Вряд ли Маяковскому было тогда до лампочек. Если воспользоваться лежащим на поверхности каламбуром, — ему было все до лампочки, все, кроме его отношений с Татьяной. Надо было как-то определиться: или Париж — или Москва? Перейти на положение эмигранта он безусловно не мог, это был бы для него самоубийственный шаг: без советской атмосферы, в которую он вжился, без Лили и Осипа он существовать не мог. Да и понимал еще, лучше, чем кто-либо, что спастись от Лубянских щупалец все равно не сможет нигде. Оставалось «взять» Татьяну и увезти ее в Москву, но неосуществимость этого замысла становилась для него все более и более очевидной. «Я его любила, — рассказывала Яковлева своим собеседникам ровно полвека спустя, — он это знал, но я сама не знала, что моя любовь была недостаточно сильна, чтобы с ним уехать».
Он звал — она не отказывалась и не соглашалась, бесконечно эта ситуация длиться не могла, а выхода из нее не было. К тому же в Европу снова приехали обе Элли — о встрече в Ницце, видимо, был предварительный уговор, Маяковский поехал туда, но ни мать, ни дочь не застал: как раз на эти дни они почему-то уехали в Милан. А может быть, эту «случайность» он сам и подготовил? Заведомо не имевший никакого продолжения, обреченный на безвыходность «роман» в еще большей степени обременял Маяковского, метавшегося (в мыслях и чувствах) между Москвой и Парижем, между «Лиликом» и «Таником», между разумом и сердцем.
Встреча, судя по всему, так и не состоялась, но Элли-старшая попросила Маяковского в письме, отправленном в Москву (на Лубянский проезд; предполагалось, что корреспонденция, шедшая по этому адресу, должна была миновать Лилину цензуру), чтобы тот сделал в своем блокноте загадочно зловещую запись: «в случае моей смерти известить такую-то (Элли Джонс) по такому-то адресу». (Маяковский — не странно ли? — текстуально занес в свой блокнот эту просьбу вместе с нью-йоркским адресом Элли, но его воля Лилей впоследствии исполнена не была, — весьма возможно, по указанию того же Агранова.)
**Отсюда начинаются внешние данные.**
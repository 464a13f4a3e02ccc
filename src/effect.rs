//! Effects - side effects declared by the reducer

use crate::action::Action;
use crate::api::ForecastClient;
use crate::location::LocationProvider;

/// Side effects that can be triggered by actions
#[derive(Debug, Clone, PartialEq)]
pub enum Effect {
    /// Read the device coordinates once
    AcquireLocation,
    /// Fetch the 7-day forecast for the given coordinates
    FetchForecast { lat: f64, lon: f64 },
}

/// External dependencies the effects run against
pub struct Services {
    pub forecast: ForecastClient,
    pub locator: Box<dyn LocationProvider>,
}

impl Services {
    pub fn new(forecast: ForecastClient, locator: Box<dyn LocationProvider>) -> Self {
        Self { forecast, locator }
    }

    /// Execute an effect and turn its outcome into the result action.
    pub async fn run(&self, effect: Effect) -> Action {
        match effect {
            Effect::AcquireLocation => match self.locator.current_position().await {
                Ok(coords) => {
                    tracing::info!(lat = coords.lat, lon = coords.lon, "location acquired");
                    Action::LocationDidAcquire(coords)
                }
                Err(e) => {
                    tracing::error!(error = %e, "Error getting location");
                    Action::LocationDidError(e.to_string())
                }
            },
            Effect::FetchForecast { lat, lon } => {
                match self.forecast.fetch_forecast(lat, lon).await {
                    Ok(data) => {
                        tracing::info!(
                            location = %data.location.name,
                            days = data.forecast.forecastday.len(),
                            "forecast loaded"
                        );
                        Action::ForecastDidLoad(data)
                    }
                    Err(e) => {
                        tracing::error!(error = %e, "Error fetching weather data");
                        Action::ForecastDidError(e.to_string())
                    }
                }
            }
        }
    }
}
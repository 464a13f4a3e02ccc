//! Reducer - pure function: (state, action) -> DispatchResult

use tui_dispatch::DispatchResult;

use crate::action::Action;
use crate::effect::Effect;
use crate::state::{
    AppState, FETCH_ERROR_MESSAGE, LOCATION_ERROR_MESSAGE, PERMISSION_DENIED_MESSAGE,
    PermissionPolicy, ScreenPhase,
};

/// The reducer handles all state transitions.
///
/// The screen lifecycle only moves forward: results that arrive in the wrong
/// phase are dropped.
pub fn reducer(state: &mut AppState, action: Action) -> DispatchResult<Effect> {
    match action {
        // ===== Permission actions =====
        Action::PermissionRequest => {
            if state.phase != ScreenPhase::Init {
                return DispatchResult::unchanged();
            }
            match state.permission {
                PermissionPolicy::Prompt => {
                    state.phase = ScreenPhase::RequestingPermission;
                    DispatchResult::changed()
                }
                PermissionPolicy::Granted => grant(state),
                PermissionPolicy::Denied => deny(state),
            }
        }

        Action::PermissionGrant => {
            if state.phase != ScreenPhase::RequestingPermission {
                return DispatchResult::unchanged();
            }
            grant(state)
        }

        Action::PermissionDeny => {
            if state.phase != ScreenPhase::RequestingPermission {
                return DispatchResult::unchanged();
            }
            deny(state)
        }

        // ===== Location actions =====
        Action::LocationDidAcquire(coords) => {
            if state.phase != ScreenPhase::LocationAcquired {
                return DispatchResult::unchanged();
            }
            state.coordinates = Some(coords);
            state.phase = ScreenPhase::FetchingForecast;
            DispatchResult::changed_with(Effect::FetchForecast {
                lat: coords.lat,
                lon: coords.lon,
            })
        }

        Action::LocationDidError(_) => {
            if state.phase != ScreenPhase::LocationAcquired {
                return DispatchResult::unchanged();
            }
            state.phase = ScreenPhase::LocationError;
            state.error = Some(LOCATION_ERROR_MESSAGE.to_string());
            DispatchResult::changed()
        }

        // ===== Forecast actions =====
        Action::ForecastDidLoad(data) => {
            if state.phase != ScreenPhase::FetchingForecast {
                return DispatchResult::unchanged();
            }
            state.weather = Some(data);
            state.hourly_offset = 0;
            state.phase = ScreenPhase::Loaded;
            DispatchResult::changed()
        }

        Action::ForecastDidError(_) => {
            if state.phase != ScreenPhase::FetchingForecast {
                return DispatchResult::unchanged();
            }
            state.phase = ScreenPhase::FetchError;
            state.error = Some(FETCH_ERROR_MESSAGE.to_string());
            DispatchResult::changed()
        }

        // ===== UI actions =====
        Action::UiToggleUnits => {
            state.unit = state.unit.toggle();
            DispatchResult::changed()
        }

        Action::UiScrollHourly(delta) => {
            let last = state.hourly_len().saturating_sub(1);
            let next = if delta < 0 {
                state.hourly_offset.saturating_sub(delta.unsigned_abs() as usize)
            } else {
                state.hourly_offset.saturating_add(delta as usize).min(last)
            };
            if next == state.hourly_offset {
                DispatchResult::unchanged()
            } else {
                state.hourly_offset = next;
                DispatchResult::changed()
            }
        }

        Action::Render => DispatchResult::changed(),

        // ===== Global actions =====
        Action::Tick => {
            if state.phase.is_pending() {
                state.tick_count = state.tick_count.wrapping_add(1);
                DispatchResult::changed()
            } else {
                DispatchResult::unchanged()
            }
        }

        Action::Quit => DispatchResult::unchanged(),
    }
}

fn grant(state: &mut AppState) -> DispatchResult<Effect> {
    tracing::info!(policy = ?state.permission, "location permission granted");
    state.phase = ScreenPhase::LocationAcquired;
    state.tick_count = 0;
    DispatchResult::changed_with(Effect::AcquireLocation)
}

fn deny(state: &mut AppState) -> DispatchResult<Effect> {
    tracing::warn!(policy = ?state.permission, "{}", PERMISSION_DENIED_MESSAGE);
    state.phase = ScreenPhase::PermissionDenied;
    state.error = Some(PERMISSION_DENIED_MESSAGE.to_string());
    DispatchResult::changed()
}
// tests/scenario_tests.rs
//
// Integration tests for YAML scenario loading: file round-trips,
// validation failures surfacing at load time, and end-to-end evaluation
// of a file-defined model.

use std::fs;

use exposim::eval::{evaluate_full_matrix, CutLoopEvaluator};
use exposim::node::Role;
use exposim::scenario::{ScenarioError, ScenarioSpec};
use tempfile::tempdir;

const SCENARIO_YAML: &str = r#"
scenario_id: well_water_v1
scenario_version: 1

rng:
  base_seed: 7
  num_seeds: 2

sizes:
  nsv: 40
  nsu: 6

quantiles: [0.025, 0.5, 0.975]

nodes:
  - name: concentration
    kind: sampled
    role: variability
    distribution:
      kind: log_normal
      meanlog: -2.0
      sdlog: 1.0
  - name: consumption
    kind: sampled
    role: variability
    distribution:
      kind: trunc_normal
      mean: 1.2
      sd: 0.5
      lower: 0.05
  - name: recovery
    kind: sampled
    role: uncertainty
    distribution:
      kind: log_normal
      meanlog: 0.0
      sdlog: 0.25
  - name: dose
    kind: derived
    expr:
      op: mul
      lhs:
        op: mul
        lhs: concentration
        rhs: consumption
      rhs: recovery

output: dose
"#;

#[test]
fn scenario_file_loads_and_evaluates() {
    let dir = tempdir().unwrap();
    let path = dir.path().join("well_water.yaml");
    fs::write(&path, SCENARIO_YAML).unwrap();

    let spec = ScenarioSpec::from_file(&path).expect("scenario should load");
    assert_eq!(spec.scenario_id, "well_water_v1");
    assert_eq!(spec.expand_seeds(), vec![(0, 7), (1, 8)]);

    let model = spec.to_model().unwrap();
    assert_eq!(model.output_role(), Role::VariabilityUncertainty);

    for (_, seed) in spec.expand_seeds() {
        let params = spec.to_eval_params(seed);
        let full = evaluate_full_matrix(&model, &params).unwrap();
        assert_eq!((full.nsv, full.nsu), (40, 6));

        let cut = CutLoopEvaluator::new(&model, params).unwrap().run().unwrap();
        assert_eq!(cut.quantile_levels, vec![0.025, 0.5, 0.975]);
        for (j, it) in cut.iterations.iter().enumerate() {
            assert_eq!(
                full.column_means()[j].to_bits(),
                it.mean.to_bits(),
                "seed {} iteration {}",
                seed,
                j
            );
        }
    }
}

#[test]
fn missing_file_is_an_io_error() {
    let err = ScenarioSpec::from_file("no/such/scenario.yaml").unwrap_err();
    assert!(matches!(err, ScenarioError::IoError { .. }));
}

#[test]
fn malformed_yaml_is_a_parse_error() {
    let dir = tempdir().unwrap();
    let path = dir.path().join("broken.yaml");
    fs::write(&path, "scenario_id: [unclosed").unwrap();
    let err = ScenarioSpec::from_file(&path).unwrap_err();
    assert!(matches!(err, ScenarioError::ParseError { .. }));
}

#[test]
fn undefined_reference_fails_at_load_time() {
    // The derived node references a name declared after it; the loader
    // must reject this at construction, before any evaluation.
    let yaml = SCENARIO_YAML.replace("lhs: concentration", "lhs: conc_typo");
    let dir = tempdir().unwrap();
    let path = dir.path().join("typo.yaml");
    fs::write(&path, &yaml).unwrap();

    let err = ScenarioSpec::from_file(&path).unwrap_err();
    let msg = err.to_string();
    assert!(
        msg.contains("conc_typo"),
        "error should name the undefined node: {}",
        msg
    );
}

#[test]
fn bad_distribution_params_fail_validation() {
    let yaml = SCENARIO_YAML.replace("sdlog: 1.0", "sdlog: -1.0");
    let spec = ScenarioSpec::from_yaml_str(&yaml).unwrap();
    let err = spec.validate().unwrap_err();
    assert!(matches!(err, ScenarioError::ValidationError { .. }));
}

#[test]
fn out_of_range_quantiles_fail_validation() {
    let yaml = SCENARIO_YAML.replace("[0.025, 0.5, 0.975]", "[0.025, 0.5, 1.5]");
    let spec = ScenarioSpec::from_yaml_str(&yaml).unwrap();
    assert!(spec.validate().is_err());
}
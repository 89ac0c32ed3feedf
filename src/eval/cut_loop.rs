// src/eval/cut_loop.rs
//
// Cut-loop evaluator: same result as the full matrix, computed iteration
// by iteration over the uncertainty axis with O(nsv) retained memory.
//
// Three explicit phases, each with explicit inputs (no closures over
// shared mutable state):
//   1. initialize()            realize constants, variability (once) and
//                              uncertainty (full length-nsu vector)
//   2. compose_iteration(j)    build the length-nsv sample for iteration j
//   3. summarize_iteration()   reduce the sample to a fixed-size summary
// Phases 2-3 repeat nsu times; only the summaries survive. No structure
// of size nsv*nsu is ever allocated on this path.

use serde::{Deserialize, Serialize};

use crate::config::EvalParams;
use crate::error::McError;
use crate::logging::{EventSink, NoopSink};
use crate::model::{Model, NodeSpec};
use crate::node::{McNode, Role};
use crate::sampler::{Distribution, Sampler};
use crate::summary::compute_quantiles;

use super::{check_inputs, eval_expr, extract_column, node_seed};

/// Fixed-size summary retained per uncertainty iteration.
#[derive(Debug, Clone, PartialEq, Serialize, Deserialize)]
pub struct IterationSummary {
    /// Uncertainty iteration index.
    pub index: usize,
    /// Mean of the iteration's length-nsv sample.
    pub mean: f64,
    /// Quantiles of the sample at the result's `quantile_levels`.
    pub quantiles: Vec<f64>,
}

/// Cut-loop evaluation result: nsu summary records, no raw samples.
#[derive(Debug, Clone, PartialEq, Serialize, Deserialize)]
pub struct CutLoopResult {
    pub nsv: usize,
    pub nsu: usize,
    /// Quantile schema shared by every iteration summary.
    pub quantile_levels: Vec<f64>,
    pub iterations: Vec<IterationSummary>,
}

/// One realized base node, kept across iterations.
#[derive(Debug, Clone)]
enum BaseNode {
    Constant(f64),
    /// Realized once during initialize (reference behavior).
    Variability(Vec<f64>),
    /// Redrawn each iteration when per-iteration variability is on; the
    /// distribution is kept so compose_iteration can sample.
    VariabilityPerIteration(Distribution),
    Uncertainty(Vec<f64>),
    Derived,
}

/// The memory-bounded evaluator. Construct, then either drive the three
/// phases yourself or call `run`.
pub struct CutLoopEvaluator<'m> {
    model: &'m Model,
    params: EvalParams,
    sampler: Sampler,
    base: Option<Vec<BaseNode>>,
}

impl<'m> CutLoopEvaluator<'m> {
    pub fn new(model: &'m Model, params: EvalParams) -> Result<Self, McError> {
        check_inputs(model, &params)?;
        Ok(Self {
            model,
            params,
            sampler: Sampler::new(),
            base: None,
        })
    }

    /// Phase 1: realize all constant, variability, and uncertainty nodes.
    ///
    /// Variability nodes are realized once: by the seed-reset contract
    /// they would be identical on every iteration anyway. Uncertainty
    /// nodes are realized as full length-nsu vectors up front.
    pub fn initialize(&mut self) -> Result<(), McError> {
        let mut base = Vec::with_capacity(self.model.nodes().len());
        for (idx, (_, spec)) in self.model.nodes().iter().enumerate() {
            let node = match spec {
                NodeSpec::Constant { value } => BaseNode::Constant(*value),
                NodeSpec::Sampled {
                    role: Role::Variability,
                    distribution,
                } => {
                    if self.params.vary_variability_per_iteration {
                        distribution.validate()?;
                        BaseNode::VariabilityPerIteration(distribution.clone())
                    } else {
                        let seed = node_seed(self.params.seed, idx, None);
                        BaseNode::Variability(self.sampler.draw(
                            distribution,
                            self.params.nsv,
                            seed,
                        )?)
                    }
                }
                NodeSpec::Sampled { distribution, .. } => {
                    let seed = node_seed(self.params.seed, idx, None);
                    BaseNode::Uncertainty(self.sampler.draw(
                        distribution,
                        self.params.nsu,
                        seed,
                    )?)
                }
                NodeSpec::Derived { .. } => BaseNode::Derived,
            };
            base.push(node);
        }
        self.base = Some(base);
        Ok(())
    }

    /// Phase 2: build the length-nsv output sample for iteration `j`.
    pub fn compose_iteration(&mut self, j: usize) -> Result<Vec<f64>, McError> {
        if self.base.is_none() {
            return Err(McError::UndefinedNode {
                name: self.model.output_name().to_string(),
                context: "compose_iteration before initialize".to_string(),
            });
        }
        if j >= self.params.nsu {
            return Err(McError::InvalidParams {
                context: "compose_iteration".to_string(),
                message: format!("iteration {} out of range (nsu={})", j, self.params.nsu),
            });
        }

        let mut env: Vec<McNode> = Vec::with_capacity(self.model.nodes().len());
        for (idx, (name, spec)) in self.model.nodes().iter().enumerate() {
            let base = &self.base.as_ref().expect("checked above")[idx];
            let node = match (base, spec) {
                (BaseNode::Constant(v), _) => McNode::constant(name.clone(), *v),
                (BaseNode::Variability(xs), _) => {
                    McNode::variability(name.clone(), xs.clone(), self.params.nsv)?
                }
                (BaseNode::VariabilityPerIteration(dist), _) => {
                    let seed = node_seed(self.params.seed, idx, Some(j));
                    let xs = self.sampler.draw(dist, self.params.nsv, seed)?;
                    McNode::variability(name.clone(), xs, self.params.nsv)?
                        .with_provenance(dist.clone(), seed)
                }
                (BaseNode::Uncertainty(us), _) => McNode::constant(name.clone(), us[j]),
                (BaseNode::Derived, NodeSpec::Derived { expr }) => {
                    let mut node = eval_expr(expr, &env)?;
                    node.name = name.clone();
                    node
                }
                (BaseNode::Derived, _) => unreachable!("base mirrors the model's specs"),
            };
            env.push(node);
        }

        let output = env
            .iter()
            .find(|n| n.name == self.model.output_name())
            .ok_or_else(|| McError::UndefinedNode {
                name: self.model.output_name().to_string(),
                context: "iteration composition".to_string(),
            })?;

        extract_column(output, self.params.nsv)
    }

    /// Phase 3: reduce one iteration's sample to its retained summary.
    pub fn summarize_iteration(&self, j: usize, sample: &[f64]) -> IterationSummary {
        let mean = if sample.is_empty() {
            f64::NAN
        } else {
            sample.iter().sum::<f64>() / sample.len() as f64
        };
        IterationSummary {
            index: j,
            mean,
            quantiles: compute_quantiles(sample, &self.params.quantiles),
        }
    }

    /// Drive all three phases over the whole uncertainty axis.
    pub fn run(&mut self) -> Result<CutLoopResult, McError> {
        self.run_with_sink(&mut NoopSink)
    }

    /// As `run`, emitting each iteration summary to `sink` as it is
    /// produced (the raw sample is dropped right after).
    pub fn run_with_sink(&mut self, sink: &mut dyn EventSink) -> Result<CutLoopResult, McError> {
        self.initialize()?;

        let mut iterations = Vec::with_capacity(self.params.nsu);
        for j in 0..self.params.nsu {
            let sample = self.compose_iteration(j)?;
            let summary = self.summarize_iteration(j, &sample);
            sink.log_iteration(&summary);
            iterations.push(summary);
            // `sample` goes out of scope here; only the summary survives.
        }

        Ok(CutLoopResult {
            nsv: self.params.nsv,
            nsu: self.params.nsu,
            quantile_levels: self.params.quantiles.clone(),
            iterations,
        })
    }
}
Чем была она вызвана, эта просьба? Какие обстоятельства побудили мать его дочери смоделировать ситуацию, для которой вроде бы не было никаких оснований? Сколько-нибудь точного ответа на этот загадочный вопрос не существует. Да и — тоже странное дело! — его никто до сих пор и не ставил. Лишь Валентин Скоря-тин, следуя версии о насильственной смерти поэта, считает, что Маяковский допускал возможность своего убийства и этим подозрением поделился с Элли. Никаких оснований для такой версии не существует — загадка, увы, так загадкой и остается. Но нет оснований отвергнуть и другую версию. Маяковский вполне мог поделиться с Элли своим предчувствием смерти, не обязательно вовсе насильственной, и Элли вполне могла отнестись к этому всерьез. А ведь мысли о смерти действительно посещали поэта, это известно.
В те два или три дня, которые Маяковский понапрасну провел в Ницце, с ним случайно повстречался известный русский художник-эмигрант Юрий Анненков, тот самый, позировать которому несколькими годами раньше Лиля Маяковскому не разрешила. Они были близко знакомы еще по блаженным петроградским временам.